== Segment start ==

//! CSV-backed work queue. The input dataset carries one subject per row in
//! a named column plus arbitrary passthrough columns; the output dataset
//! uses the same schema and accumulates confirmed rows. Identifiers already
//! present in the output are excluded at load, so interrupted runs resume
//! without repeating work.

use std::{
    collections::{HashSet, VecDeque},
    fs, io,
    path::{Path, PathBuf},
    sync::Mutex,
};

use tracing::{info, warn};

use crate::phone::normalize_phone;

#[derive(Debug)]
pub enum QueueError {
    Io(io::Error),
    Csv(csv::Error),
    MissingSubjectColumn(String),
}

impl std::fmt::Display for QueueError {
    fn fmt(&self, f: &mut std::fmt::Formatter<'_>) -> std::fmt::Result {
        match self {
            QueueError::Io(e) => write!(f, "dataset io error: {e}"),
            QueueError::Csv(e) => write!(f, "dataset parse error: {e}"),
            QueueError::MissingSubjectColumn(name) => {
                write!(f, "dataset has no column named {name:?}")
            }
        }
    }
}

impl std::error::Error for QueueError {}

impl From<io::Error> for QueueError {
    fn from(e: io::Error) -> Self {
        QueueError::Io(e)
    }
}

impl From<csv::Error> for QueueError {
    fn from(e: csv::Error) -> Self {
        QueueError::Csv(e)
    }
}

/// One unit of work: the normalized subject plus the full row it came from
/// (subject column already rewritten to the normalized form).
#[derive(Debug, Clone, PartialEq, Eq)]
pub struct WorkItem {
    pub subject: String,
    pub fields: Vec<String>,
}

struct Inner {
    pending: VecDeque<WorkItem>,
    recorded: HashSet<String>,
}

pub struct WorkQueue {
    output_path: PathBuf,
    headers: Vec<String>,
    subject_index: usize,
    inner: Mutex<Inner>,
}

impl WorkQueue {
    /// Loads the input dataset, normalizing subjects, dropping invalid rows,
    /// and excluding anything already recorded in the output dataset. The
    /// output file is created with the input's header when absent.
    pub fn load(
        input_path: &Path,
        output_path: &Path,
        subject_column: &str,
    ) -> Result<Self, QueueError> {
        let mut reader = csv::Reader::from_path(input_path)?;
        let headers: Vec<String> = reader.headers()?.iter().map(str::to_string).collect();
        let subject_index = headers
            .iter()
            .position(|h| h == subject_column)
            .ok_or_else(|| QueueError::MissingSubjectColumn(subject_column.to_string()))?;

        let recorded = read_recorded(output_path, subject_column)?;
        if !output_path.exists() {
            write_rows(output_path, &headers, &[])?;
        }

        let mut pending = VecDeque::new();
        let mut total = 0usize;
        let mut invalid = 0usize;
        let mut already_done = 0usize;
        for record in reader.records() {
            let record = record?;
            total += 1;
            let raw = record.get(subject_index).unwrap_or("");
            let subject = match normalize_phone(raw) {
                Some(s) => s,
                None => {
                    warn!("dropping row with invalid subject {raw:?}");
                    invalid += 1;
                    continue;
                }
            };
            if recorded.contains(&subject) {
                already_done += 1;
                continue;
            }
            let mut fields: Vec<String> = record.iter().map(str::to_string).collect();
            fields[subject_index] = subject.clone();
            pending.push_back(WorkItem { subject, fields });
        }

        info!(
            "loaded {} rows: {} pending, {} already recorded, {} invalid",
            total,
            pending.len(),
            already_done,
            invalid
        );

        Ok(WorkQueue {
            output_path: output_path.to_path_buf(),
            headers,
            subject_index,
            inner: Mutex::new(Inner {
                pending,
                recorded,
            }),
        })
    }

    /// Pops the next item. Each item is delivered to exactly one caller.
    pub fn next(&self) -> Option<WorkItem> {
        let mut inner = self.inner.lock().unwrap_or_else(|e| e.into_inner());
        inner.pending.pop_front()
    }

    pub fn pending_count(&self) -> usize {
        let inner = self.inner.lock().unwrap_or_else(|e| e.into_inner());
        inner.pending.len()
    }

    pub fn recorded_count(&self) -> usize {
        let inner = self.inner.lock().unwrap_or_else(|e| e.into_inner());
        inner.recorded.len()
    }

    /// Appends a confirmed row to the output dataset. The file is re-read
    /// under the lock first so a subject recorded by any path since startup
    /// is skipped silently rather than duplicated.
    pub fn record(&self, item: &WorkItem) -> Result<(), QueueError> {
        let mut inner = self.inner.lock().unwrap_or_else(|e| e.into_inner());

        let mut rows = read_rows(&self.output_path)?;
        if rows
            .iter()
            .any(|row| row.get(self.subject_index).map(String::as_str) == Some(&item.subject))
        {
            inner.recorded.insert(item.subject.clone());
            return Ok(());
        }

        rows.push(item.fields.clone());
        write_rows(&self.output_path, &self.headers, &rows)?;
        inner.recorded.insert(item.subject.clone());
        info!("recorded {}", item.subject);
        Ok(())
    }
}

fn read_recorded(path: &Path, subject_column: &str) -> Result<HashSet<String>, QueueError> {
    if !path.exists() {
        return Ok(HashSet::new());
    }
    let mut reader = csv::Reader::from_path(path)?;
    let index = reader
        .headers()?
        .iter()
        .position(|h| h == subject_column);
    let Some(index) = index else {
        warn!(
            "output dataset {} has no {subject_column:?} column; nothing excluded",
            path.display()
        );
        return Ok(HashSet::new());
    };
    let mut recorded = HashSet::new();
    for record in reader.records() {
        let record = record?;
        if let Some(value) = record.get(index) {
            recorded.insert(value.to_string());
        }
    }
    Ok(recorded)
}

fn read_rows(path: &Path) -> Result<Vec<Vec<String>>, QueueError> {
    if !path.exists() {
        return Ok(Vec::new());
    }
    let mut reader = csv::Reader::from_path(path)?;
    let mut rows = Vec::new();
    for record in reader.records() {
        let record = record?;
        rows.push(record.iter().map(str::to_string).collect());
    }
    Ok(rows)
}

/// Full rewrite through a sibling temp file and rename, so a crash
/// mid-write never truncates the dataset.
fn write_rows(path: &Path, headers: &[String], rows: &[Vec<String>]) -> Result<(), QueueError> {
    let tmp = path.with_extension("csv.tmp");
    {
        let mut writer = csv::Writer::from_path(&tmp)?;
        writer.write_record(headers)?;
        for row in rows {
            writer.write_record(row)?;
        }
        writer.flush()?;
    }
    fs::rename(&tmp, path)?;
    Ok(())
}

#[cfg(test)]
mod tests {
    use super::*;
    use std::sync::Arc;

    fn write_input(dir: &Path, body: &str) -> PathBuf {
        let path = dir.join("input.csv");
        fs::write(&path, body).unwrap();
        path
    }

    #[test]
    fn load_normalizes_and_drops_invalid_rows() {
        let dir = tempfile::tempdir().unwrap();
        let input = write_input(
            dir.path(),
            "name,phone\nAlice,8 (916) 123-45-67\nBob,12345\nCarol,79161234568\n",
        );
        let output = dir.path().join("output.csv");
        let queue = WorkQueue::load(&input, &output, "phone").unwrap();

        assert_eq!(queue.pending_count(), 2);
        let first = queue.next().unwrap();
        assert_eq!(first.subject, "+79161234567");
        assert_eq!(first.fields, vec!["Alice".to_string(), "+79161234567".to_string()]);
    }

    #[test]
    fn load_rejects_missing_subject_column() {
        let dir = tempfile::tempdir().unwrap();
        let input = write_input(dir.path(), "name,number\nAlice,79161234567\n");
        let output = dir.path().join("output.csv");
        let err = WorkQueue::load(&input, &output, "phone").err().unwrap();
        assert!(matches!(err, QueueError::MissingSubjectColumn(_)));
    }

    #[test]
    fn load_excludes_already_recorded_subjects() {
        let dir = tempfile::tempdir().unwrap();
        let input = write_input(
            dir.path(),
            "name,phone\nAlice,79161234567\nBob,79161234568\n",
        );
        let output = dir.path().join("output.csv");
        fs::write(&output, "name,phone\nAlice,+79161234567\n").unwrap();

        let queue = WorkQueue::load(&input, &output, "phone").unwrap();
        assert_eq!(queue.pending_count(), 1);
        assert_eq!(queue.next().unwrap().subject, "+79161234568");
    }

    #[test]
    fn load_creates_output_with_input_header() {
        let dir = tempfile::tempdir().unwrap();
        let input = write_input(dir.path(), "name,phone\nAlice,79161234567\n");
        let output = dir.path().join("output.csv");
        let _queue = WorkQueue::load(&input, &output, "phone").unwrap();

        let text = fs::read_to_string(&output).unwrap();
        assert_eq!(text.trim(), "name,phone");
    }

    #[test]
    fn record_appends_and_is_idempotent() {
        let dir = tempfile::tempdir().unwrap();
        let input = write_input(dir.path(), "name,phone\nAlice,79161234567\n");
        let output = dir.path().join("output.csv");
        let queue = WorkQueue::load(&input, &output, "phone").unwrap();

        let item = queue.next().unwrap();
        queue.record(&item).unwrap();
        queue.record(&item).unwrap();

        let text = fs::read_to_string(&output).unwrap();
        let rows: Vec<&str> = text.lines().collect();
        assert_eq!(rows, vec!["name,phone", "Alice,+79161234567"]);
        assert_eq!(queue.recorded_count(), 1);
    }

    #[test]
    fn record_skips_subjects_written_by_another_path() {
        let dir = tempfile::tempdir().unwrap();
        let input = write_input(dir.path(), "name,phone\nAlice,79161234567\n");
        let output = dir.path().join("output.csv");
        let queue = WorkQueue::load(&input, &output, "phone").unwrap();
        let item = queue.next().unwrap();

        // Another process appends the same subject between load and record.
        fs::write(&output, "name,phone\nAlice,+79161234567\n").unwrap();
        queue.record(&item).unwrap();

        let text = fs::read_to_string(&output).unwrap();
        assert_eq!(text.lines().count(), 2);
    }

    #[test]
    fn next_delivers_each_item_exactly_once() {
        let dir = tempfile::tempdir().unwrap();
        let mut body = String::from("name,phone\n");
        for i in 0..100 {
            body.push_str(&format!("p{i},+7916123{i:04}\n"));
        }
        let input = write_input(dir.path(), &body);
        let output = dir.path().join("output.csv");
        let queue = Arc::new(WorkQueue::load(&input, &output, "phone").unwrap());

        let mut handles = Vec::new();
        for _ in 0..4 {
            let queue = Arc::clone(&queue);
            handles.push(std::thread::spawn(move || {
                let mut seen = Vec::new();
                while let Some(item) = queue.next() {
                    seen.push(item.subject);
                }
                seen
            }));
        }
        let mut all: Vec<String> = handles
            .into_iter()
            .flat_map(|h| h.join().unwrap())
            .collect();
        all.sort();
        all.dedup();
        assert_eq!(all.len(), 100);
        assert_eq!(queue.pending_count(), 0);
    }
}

== Segment end ==

→ Required action: State how many lines of the records above contain the word "normalized", and give only that number.

→ Written response: 2